Someone once basically saved my life, in high school, when they took me on a walk and told me “your dad is an asshole, he treats you terribly, you won’t always have to live in his house.” That was the first time that sentiment had been shared with me, and it re-made my view of the world. My parents recollection of me before and after the walk was “after hanging out with {person}, we have no idea what they said, but you were so much more relaxed and manageable after.” It was because I was given hope, and someone named the abuse.
To provide the Witnessing to the adult would look like this:
The way you were speaking to that other person is wrong. It was coercive, full of anger and meanness and control and fear. Treatment like that is never acceptable, in any way, and I think dramatically differently about you now, having witnessed what you just did, than I did before seeing this. Regardless of why you think it’s their fault, it is, in fact, not their fault, and you trying to excuse it makes your position worse not better.
Remember the abuser’s/supremacist’s syllogism:
That didn’t hurt. If it did hurt, it wasn’t on purpose. If it was on purpose, you deserved it.
This is why I don’t accept the language of ‘punishment’ or ‘consequences’ or ‘discipline’ anymore, btw. All of those are forms of an adult using their power and control to hurt a child/someone else, and are thus the exploitation of a power dynamic, thus abuse!. If you think punishing children is acceptible, you’re an abuser.🖕 Some people try to use ‘positive punishment’, AKA rewarding ‘good’ behavior, rather than punishing bad behavior abusing children. It still does the same thing. It’s a clear message to the child “You will receive love and affection and warmth and dignity and aid exclusively based on if I feel good about you in this moment.”
Abusers are resistant to having their mistreatment named. To my parents, I’m still the child they felt entitled to abuse. A time ago, I spoke with each of them. The me of today knows how to recognize and name coercive dynamics in conversations. Like “DARVO” (deny, attack, reverse victim and offender). My dad got in a huff when I interrupted his monologue about sky daddy and patriarchal ways of being (“men deserve to control women, children, and other men they see as lesser than them”), saying ‘if you cannot speak to me respectfully, I will end this conversation.’

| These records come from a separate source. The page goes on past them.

// 📄 Page Controllers - one module per entity, plus login
// Controllers are transport-agnostic: they take a connection, the resolved
// identity and the raw route input, and return a typed result the server
// binary maps onto HTTP. Invalid or missing ids always resolve to NotFound,
// never to a panic or a 500.

pub mod agencias;
pub mod clientes;
pub mod contas;
pub mod dependentes;
pub mod funcionarios;
pub mod login;
pub mod transacoes;

use crate::forms::{ArrayField, FieldKind, FieldSpec, FormState};
use crate::schema::FieldError;
use serde::Serialize;
use serde_json::Value;

// ============================================================================
// RESULTS
// ============================================================================

/// A rendered page fragment; the binary wraps it in the document shell.
#[derive(Debug, Clone, PartialEq, Eq)]
pub struct PageView {
    pub title: String,
    pub body: String,
}

#[derive(Debug, Clone, PartialEq, Eq)]
pub enum PageResult {
    Page(PageView),
    /// Generic not-found page, also the answer to malformed id segments.
    NotFound,
    /// Hard permission gates send the user here instead of rendering.
    Redirect(String),
}

impl PageResult {
    pub fn page(title: impl Into<String>, body: impl Into<String>) -> Self {
        PageResult::Page(PageView {
            title: title.into(),
            body: body.into(),
        })
    }
}

/// JSON outcome of a mutation endpoint. The binary maps the variant onto a
/// status code; the payload shape is stable for form clients.
#[derive(Debug, Clone, PartialEq, Serialize)]
#[serde(tag = "status", rename_all = "snake_case")]
pub enum MutationResponse {
    Ok { data: Value },
    Invalid { errors: Vec<FieldError> },
    NotFound,
    Denied { message: String },
    Failed { message: String },
}

// ============================================================================
// RENDER HELPERS
// ============================================================================

pub fn html_escape(raw: &str) -> String {
    let mut out = String::with_capacity(raw.len());
    for c in raw.chars() {
        match c {
            '&' => out.push_str("&amp;"),
            '<' => out.push_str("&lt;"),
            '>' => out.push_str("&gt;"),
            '"' => out.push_str("&quot;"),
            _ => out.push(c),
        }
    }
    out
}

pub(crate) fn render_table(headers: &[&str], rows: &[Vec<String>]) -> String {
    let mut html = String::from("<table>\n<tr>");
    for header in headers {
        html.push_str(&format!("<th>{}</th>", html_escape(header)));
    }
    html.push_str("</tr>\n");

    for row in rows {
        html.push_str("<tr>");
        for cell in row {
            html.push_str(&format!("<td>{}</td>", cell));
        }
        html.push_str("</tr>\n");
    }

    html.push_str("</table>");
    html
}

pub(crate) fn link(href: &str, label: &str) -> String {
    format!("<a href=\"{}\">{}</a>", href, html_escape(label))
}

fn input_type(kind: FieldKind) -> &'static str {
    match kind {
        FieldKind::Text => "text",
        FieldKind::Number => "number",
        FieldKind::Date => "date",
        FieldKind::DateTime => "datetime-local",
        FieldKind::Email => "email",
        FieldKind::Tel => "tel",
        FieldKind::Password => "password",
        FieldKind::Select => "text",
    }
}

/// One labeled input or select, current value taken from form state.
pub(crate) fn render_field(spec: &FieldSpec, state: &FormState) -> String {
    let name = spec.path.to_string();
    let value = html_escape(&state.get_str(&spec.path));
    let marker = if spec.required { " *" } else { "" };
    let label = format!(
        "<label for=\"{}\">{}{}</label>\n",
        name,
        html_escape(&spec.label),
        marker
    );

    if spec.kind == FieldKind::Select {
        let mut select = format!("<select id=\"{0}\" name=\"{0}\">\n", name);

        if spec.loading {
            select.push_str("<option value=\"\">carregando...</option>\n");
        } else {
            if spec.allow_clear || value.is_empty() {
                select.push_str("<option value=\"\"></option>\n");
            }
            for option in &spec.options {
                let selected = if option.value == state.get_str(&spec.path) {
                    " selected"
                } else {
                    ""
                };
                select.push_str(&format!(
                    "<option value=\"{}\"{}>{}</option>\n",
                    html_escape(&option.value),
                    selected,
                    html_escape(&option.label)
                ));
            }
        }

        select.push_str("</select>");
        return format!("<p>{}{}</p>", label, select);
    }

    let maxlength = match spec.max_len {
        Some(n) => format!(" maxlength=\"{}\"", n),
        None => String::new(),
    };

    format!(
        "<p>{}<input type=\"{}\" id=\"{}\" name=\"{}\" value=\"{}\"{} /></p>",
        label,
        input_type(spec.kind),
        name,
        name,
        value,
        maxlength
    )
}

/// A repeating group: one block per entry, labels counted from 1, plus the
/// append control.
pub(crate) fn render_array<F>(array: &ArrayField, state: &FormState, specs_for: F) -> String
where
    F: Fn(usize) -> Vec<FieldSpec>,
{
    let count = state.entry_count(&array.path).max(1);
    let mut html = String::new();

    for i in 0..count {
        html.push_str(&format!(
            "<fieldset>\n<legend>{}</legend>\n",
            html_escape(&array.label_for(i))
        ));
        for spec in specs_for(i) {
            html.push_str(&render_field(&spec, state));
        }
        html.push_str("</fieldset>\n");
    }

    html.push_str(&format!(
        "<button type=\"button\" data-append=\"{}\">Adicionar {}</button>",
        array.path,
        html_escape(&array.entry_label)
    ));

    html
}

pub(crate) fn render_hidden(name: &str, value: &str) -> String {
    format!(
        "<input type=\"hidden\" name=\"{}\" value=\"{}\" />",
        name,
        html_escape(value)
    )
}

pub(crate) fn render_form(action: &str, body: &str, submit_label: &str) -> String {
    format!(
        "<form method=\"post\" action=\"{}\" data-single-flight=\"true\">\n{}\n<button type=\"submit\">{}</button>\n</form>",
        action,
        body,
        html_escape(submit_label)
    )
}

#[cfg(test)]
mod tests {
    use super::*;
    use crate::forms::InputMask;

    #[test]
    fn test_html_escape() {
        assert_eq!(
            html_escape("<b>\"A&B\"</b>"),
            "&lt;b&gt;&quot;A&amp;B&quot;&lt;/b&gt;"
        );
    }

    #[test]
    fn test_render_field_carries_value_and_maxlength() {
        let spec = FieldSpec::new("cpf", "CPF", FieldKind::Text)
            .required()
            .with_max_len(11)
            .with_mask(InputMask::Digits);
        let mut state = FormState::new();
        state.set(&spec, "123.456.789-01");

        let html = render_field(&spec, &state);
        assert!(html.contains("value=\"12345678901\""));
        assert!(html.contains("maxlength=\"11\""));
        assert!(html.contains("CPF *"));
    }

    #[test]
    fn test_render_select_marks_selected_option() {
        let spec = FieldSpec::new("rg_uf", "UF", FieldKind::Select)
            .with_options(crate::forms::uf_options())
            .with_clear();
        let mut state = FormState::new();
        state.set(&spec, "PR");

        let html = render_field(&spec, &state);
        assert!(html.contains("<option value=\"PR\" selected>"));
        assert!(html.contains("<option value=\"\">"));
    }

    #[test]
    fn test_mutation_response_serializes_tagged() {
        let resp = MutationResponse::NotFound;
        let json = serde_json::to_value(&resp).unwrap();
        assert_eq!(json["status"], "not_found");

        let resp = MutationResponse::Failed {
            message: "FOREIGN KEY constraint failed".to_string(),
        };
        let json = serde_json::to_value(&resp).unwrap();
        assert_eq!(json["message"], "FOREIGN KEY constraint failed");
    }
}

He was, of course, clueless (or did he know it all too well?) to the dynamic that lead to him ETERNALLY TREATING ME WITH DISRESPECT CONTINUOUSLY FOR DECADES. The only times he didn’t treat me with disrespect was when we didn’t interact. He and I basically stopped speaking when I was 16, and that is not odd to him.

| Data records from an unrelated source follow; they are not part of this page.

// 🔐 Permission Service - role checks against per-action allow-lists
// Soft gates (button visibility) resolve to Option; hard gates (mutations,
// edit pages) interrupt with PermissionDenied.

use serde::{Deserialize, Serialize};

// ============================================================================
// ROLES
// ============================================================================

/// Fixed role set. Staff roles come from the funcionário's cargo; `Cliente`
/// is the self-service role and is never a cargo.
#[derive(Debug, Clone, Copy, PartialEq, Eq, Serialize, Deserialize)]
#[serde(rename_all = "lowercase")]
pub enum Role {
    Dba,
    Gerente,
    Atendente,
    Cliente,
}

impl Role {
    pub fn as_str(&self) -> &'static str {
        match self {
            Role::Dba => "dba",
            Role::Gerente => "gerente",
            Role::Atendente => "atendente",
            Role::Cliente => "cliente",
        }
    }

    /// Map a stored cargo to a role. Unknown cargos resolve to no role at
    /// all, which every gate treats as denied.
    pub fn from_cargo(cargo: &str) -> Option<Role> {
        match cargo {
            "dba" => Some(Role::Dba),
            "gerente" => Some(Role::Gerente),
            "atendente" => Some(Role::Atendente),
            _ => None,
        }
    }
}

impl std::fmt::Display for Role {
    fn fmt(&self, f: &mut std::fmt::Formatter<'_>) -> std::fmt::Result {
        f.write_str(self.as_str())
    }
}

// ============================================================================
// IDENTITY
// ============================================================================

/// The acting user: a funcionário (id = matrícula) or a cliente (id = cpf).
#[derive(Debug, Clone, PartialEq, Eq, Serialize, Deserialize)]
pub struct Identity {
    pub id: String,
    pub nome: String,
    pub role: Role,
}

// ============================================================================
// DENIAL
// ============================================================================

#[derive(Debug, Clone, PartialEq, Eq)]
pub struct PermissionDenied {
    pub required: Vec<Role>,
}

impl std::fmt::Display for PermissionDenied {
    fn fmt(&self, f: &mut std::fmt::Formatter<'_>) -> std::fmt::Result {
        write!(f, "acesso negado")
    }
}

impl std::error::Error for PermissionDenied {}

// ============================================================================
// GATES
// ============================================================================

/// Pure predicate for UI affordances; no session re-fetch. Anonymous is
/// always denied.
pub fn has_permission(allowed: &[Role], identity: Option<&Identity>) -> bool {
    match identity {
        Some(identity) => allowed.contains(&identity.role),
        None => false,
    }
}

/// Soft gate: the identity when its role is allowed, `None` otherwise.
/// Absence is not an error here.
pub fn resolve_identity(current: Option<&Identity>, allowed: &[Role]) -> Option<Identity> {
    current
        .filter(|identity| allowed.contains(&identity.role))
        .cloned()
}

/// Hard gate: same resolution, but failure interrupts the response.
pub fn require_identity(
    current: Option<&Identity>,
    allowed: &[Role],
) -> Result<Identity, PermissionDenied> {
    resolve_identity(current, allowed).ok_or_else(|| PermissionDenied {
        required: allowed.to_vec(),
    })
}

// ============================================================================
// PER-ACTION ALLOW-LISTS
// ============================================================================

/// Every action's allow-list lives here so a page's soft gate and the
/// matching mutation's hard gate always read the same constant.
pub mod allow {
    use super::Role;

    pub const AGENCIA_EDIT: &[Role] = &[Role::Dba];
    pub const AGENCIA_DELETE: &[Role] = &[Role::Dba];

    pub const CLIENTE_EDIT: &[Role] = &[Role::Dba, Role::Gerente, Role::Atendente];
    pub const CLIENTE_DELETE: &[Role] = &[Role::Dba, Role::Gerente];

    pub const FUNCIONARIO_EDIT: &[Role] = &[Role::Dba];
    pub const FUNCIONARIO_DELETE: &[Role] = &[Role::Dba];

    pub const CONTA_EDIT: &[Role] = &[Role::Dba, Role::Gerente];
    pub const CONTA_DELETE: &[Role] = &[Role::Dba, Role::Gerente];

    pub const DEPENDENTE_EDIT: &[Role] = &[Role::Dba, Role::Gerente, Role::Atendente];
    pub const DEPENDENTE_DELETE: &[Role] = &[Role::Dba, Role::Gerente];

    pub const TRANSACAO_EDIT: &[Role] = &[Role::Dba, Role::Gerente, Role::Atendente];
    pub const TRANSACAO_DELETE: &[Role] = &[Role::Dba];
}

#[cfg(test)]
mod tests {
    use super::*;

    fn identity(role: Role) -> Identity {
        Identity {
            id: "1".to_string(),
            nome: "Teste".to_string(),
            role,
        }
    }

    #[test]
    fn test_has_permission_truth_table() {
        let dba = identity(Role::Dba);
        let cliente = identity(Role::Cliente);

        assert!(has_permission(&[Role::Dba], Some(&dba)));
        assert!(!has_permission(&[Role::Dba], Some(&cliente)));
        assert!(!has_permission(&[Role::Dba], None));
    }

    #[test]
    fn test_resolve_identity_is_soft() {
        let gerente = identity(Role::Gerente);

        assert!(resolve_identity(Some(&gerente), allow::CONTA_EDIT).is_some());
        assert!(resolve_identity(Some(&gerente), allow::AGENCIA_EDIT).is_none());
        assert!(resolve_identity(None, allow::AGENCIA_EDIT).is_none());
    }

    #[test]
    fn test_require_identity_reports_required_roles() {
        let atendente = identity(Role::Atendente);

        let err = require_identity(Some(&atendente), allow::AGENCIA_EDIT).unwrap_err();
        assert_eq!(err.required, vec![Role::Dba]);

        let ok = require_identity(Some(&atendente), allow::CLIENTE_EDIT).unwrap();
        assert_eq!(ok.role, Role::Atendente);
    }

    #[test]
    fn test_role_cargo_mapping() {
        assert_eq!(Role::from_cargo("dba"), Some(Role::Dba));
        assert_eq!(Role::from_cargo("gerente"), Some(Role::Gerente));
        assert_eq!(Role::from_cargo("cliente"), None);
        assert_eq!(Role::from_cargo("estagiario"), None);
    }

    #[test]
    fn test_role_serializes_lowercase() {
        let json = serde_json::to_string(&Role::Dba).unwrap();
        assert_eq!(json, "\"dba\"");

        let back: Role = serde_json::from_str("\"atendente\"").unwrap();
        assert_eq!(back, Role::Atendente);
    }
}
// Banco Back-Office - Core Library
// Exposes all modules for use in the CLI, the web server, and tests

pub mod db;
pub mod dispatch;
pub mod forms;
pub mod pages;
pub mod permission;
pub mod queries;
pub mod schema;
pub mod session;
pub mod util;

// Re-export commonly used types
pub use db::{hash_senha, open_database, seed_demo_data, setup_database};
pub use dispatch::{DispatchOutcome, Dispatcher, Navigator};
pub use forms::{
    ArrayField, FieldKind, FieldPath, FieldSpec, FormState, InputMask, SelectOption,
};
pub use pages::{MutationResponse, PageResult, PageView};
pub use permission::{
    has_permission, require_identity, resolve_identity, Identity, PermissionDenied, Role,
};
pub use queries::{QueryError, QueryResult, UpsertOutcome};
pub use schema::{FieldError, FormResult};
pub use session::{AuthError, SessionStore};

/// Library version
pub const VERSION: &str = env!("CARGO_PKG_VERSION");
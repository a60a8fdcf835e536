use super::{QueryResult, UpsertOutcome};
use crate::schema::TransacaoForm;
use rusqlite::{params, Connection, OptionalExtension};
use serde::{Deserialize, Serialize};

#[derive(Debug, Clone, PartialEq, Serialize, Deserialize)]
pub struct Transacao {
    pub id: i64,
    pub num_conta: i64,
    pub tipo: String,
    pub valor: f64,
    pub data_hora: String,
}

fn from_row(row: &rusqlite::Row<'_>) -> rusqlite::Result<Transacao> {
    Ok(Transacao {
        id: row.get(0)?,
        num_conta: row.get(1)?,
        tipo: row.get(2)?,
        valor: row.get(3)?,
        data_hora: row.get(4)?,
    })
}

pub fn get_by_id(conn: &Connection, id: i64) -> QueryResult<Option<Transacao>> {
    let transacao = conn
        .query_row(
            "SELECT id, num_conta, tipo, valor, data_hora
             FROM transacao WHERE id = ?1",
            [id],
            from_row,
        )
        .optional()?;

    Ok(transacao)
}

/// Titles use the transaction type as the display name.
pub fn get_nome_by_id(conn: &Connection, id: i64) -> QueryResult<Option<String>> {
    let tipo = conn
        .query_row("SELECT tipo FROM transacao WHERE id = ?1", [id], |row| {
            row.get(0)
        })
        .optional()?;

    Ok(tipo)
}

pub fn get_all(conn: &Connection) -> QueryResult<Vec<Transacao>> {
    let mut stmt = conn.prepare(
        "SELECT id, num_conta, tipo, valor, data_hora
         FROM transacao ORDER BY data_hora DESC",
    )?;

    let transacoes = stmt
        .query_map([], from_row)?
        .collect::<Result<Vec<_>, _>>()?;

    Ok(transacoes)
}

pub fn get_by_conta(conn: &Connection, num_conta: i64) -> QueryResult<Vec<Transacao>> {
    let mut stmt = conn.prepare(
        "SELECT id, num_conta, tipo, valor, data_hora
         FROM transacao WHERE num_conta = ?1 ORDER BY data_hora DESC",
    )?;

    let transacoes = stmt
        .query_map([num_conta], from_row)?
        .collect::<Result<Vec<_>, _>>()?;

    Ok(transacoes)
}

pub fn upsert(conn: &Connection, form: &TransacaoForm) -> QueryResult<UpsertOutcome<i64>> {
    if form.create {
        conn.execute(
            "INSERT INTO transacao (num_conta, tipo, valor, data_hora)
             VALUES (?1, ?2, ?3, ?4)",
            params![form.num_conta, form.tipo, form.valor, form.data_hora],
        )?;

        return Ok(UpsertOutcome::Created {
            id: conn.last_insert_rowid(),
        });
    }

    let Some(id) = form.id else {
        return Ok(UpsertOutcome::Updated { affected: 0 });
    };

    let affected = conn.execute(
        "UPDATE transacao SET num_conta = ?2, tipo = ?3, valor = ?4, data_hora = ?5
         WHERE id = ?1",
        params![id, form.num_conta, form.tipo, form.valor, form.data_hora],
    )?;

    Ok(UpsertOutcome::Updated { affected })
}

pub fn delete(conn: &Connection, id: i64) -> QueryResult<usize> {
    let affected = conn.execute("DELETE FROM transacao WHERE id = ?1", [id])?;

    Ok(affected)
}

#[cfg(test)]
mod tests {
    use super::*;
    use crate::db::setup_database;
    use crate::queries::QueryError;

    fn test_conn() -> (Connection, i64) {
        let conn = Connection::open_in_memory().unwrap();
        setup_database(&conn).unwrap();
        crate::db::seed_demo_data(&conn).unwrap();

        let num_conta: i64 = conn
            .query_row("SELECT num_conta FROM conta LIMIT 1", [], |row| row.get(0))
            .unwrap();

        (conn, num_conta)
    }

    fn form(num_conta: i64, create: bool, id: Option<i64>) -> TransacaoForm {
        TransacaoForm {
            id,
            num_conta,
            tipo: "deposito".to_string(),
            valor: 250.0,
            data_hora: "2024-03-05T09:00:00".to_string(),
            create,
        }
    }

    #[test]
    fn test_create_then_get() {
        let (conn, num_conta) = test_conn();

        let UpsertOutcome::Created { id } = upsert(&conn, &form(num_conta, true, None)).unwrap()
        else {
            panic!("expected create");
        };

        let transacao = get_by_id(&conn, id).unwrap().unwrap();
        assert_eq!(transacao.valor, 250.0);
        assert_eq!(transacao.tipo, "deposito");
    }

    #[test]
    fn test_create_with_unknown_conta_fails() {
        let (conn, _) = test_conn();

        let err = upsert(&conn, &form(9999, true, None)).unwrap_err();
        match err {
            QueryError::Db { message } => assert!(message.contains("FOREIGN KEY")),
            other => panic!("expected Db error, got {:?}", other),
        }
    }

    #[test]
    fn test_update_missing_affects_zero() {
        let (conn, num_conta) = test_conn();

        let outcome = upsert(&conn, &form(num_conta, false, Some(777))).unwrap();
        assert_eq!(outcome, UpsertOutcome::Updated { affected: 0 });
    }

    #[test]
    fn test_get_by_conta_newest_first() {
        let (conn, num_conta) = test_conn();

        let transacoes = get_by_conta(&conn, num_conta).unwrap();
        assert_eq!(transacoes.len(), 2);
        assert!(transacoes[0].data_hora >= transacoes[1].data_hora);
    }

    #[test]
    fn test_delete_counts_rows() {
        let (conn, num_conta) = test_conn();

        let UpsertOutcome::Created { id } = upsert(&conn, &form(num_conta, true, None)).unwrap()
        else {
            panic!("expected create");
        };

        assert_eq!(delete(&conn, id).unwrap(), 1);
        assert_eq!(delete(&conn, id).unwrap(), 0);
    }
}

I only reengaged with him when I needed to tell him he is not permitted to physically assault my child. It’s nauseating that this even needed to be stated, and yet desperately needed to be discussed.
And he accused me of disrespect. That was the ‘Reverse Victim and Offender’ part of DARVO. In that conversation he’d already denied, dismissed, and attacked. I was not giving in, in the way he’s used to people giving in to his bullying, so he escalated to calling me disrespectful, and threatened to stonewall, which is really projection of his own disrespect towards me. It’s innappropriate for a parent to expect their child to parent them (that’s actually abusive! it’s the exploitation of a power dynamic!) so I told him to get fucked. (slightly more gently than that, but only a little - I told him he deserves the treatment we all think persistent, resistant child abusers deserve. His self image is built on him thinking he’s a good person, so he seems uninterested in engaging with narratives that do not build on that.)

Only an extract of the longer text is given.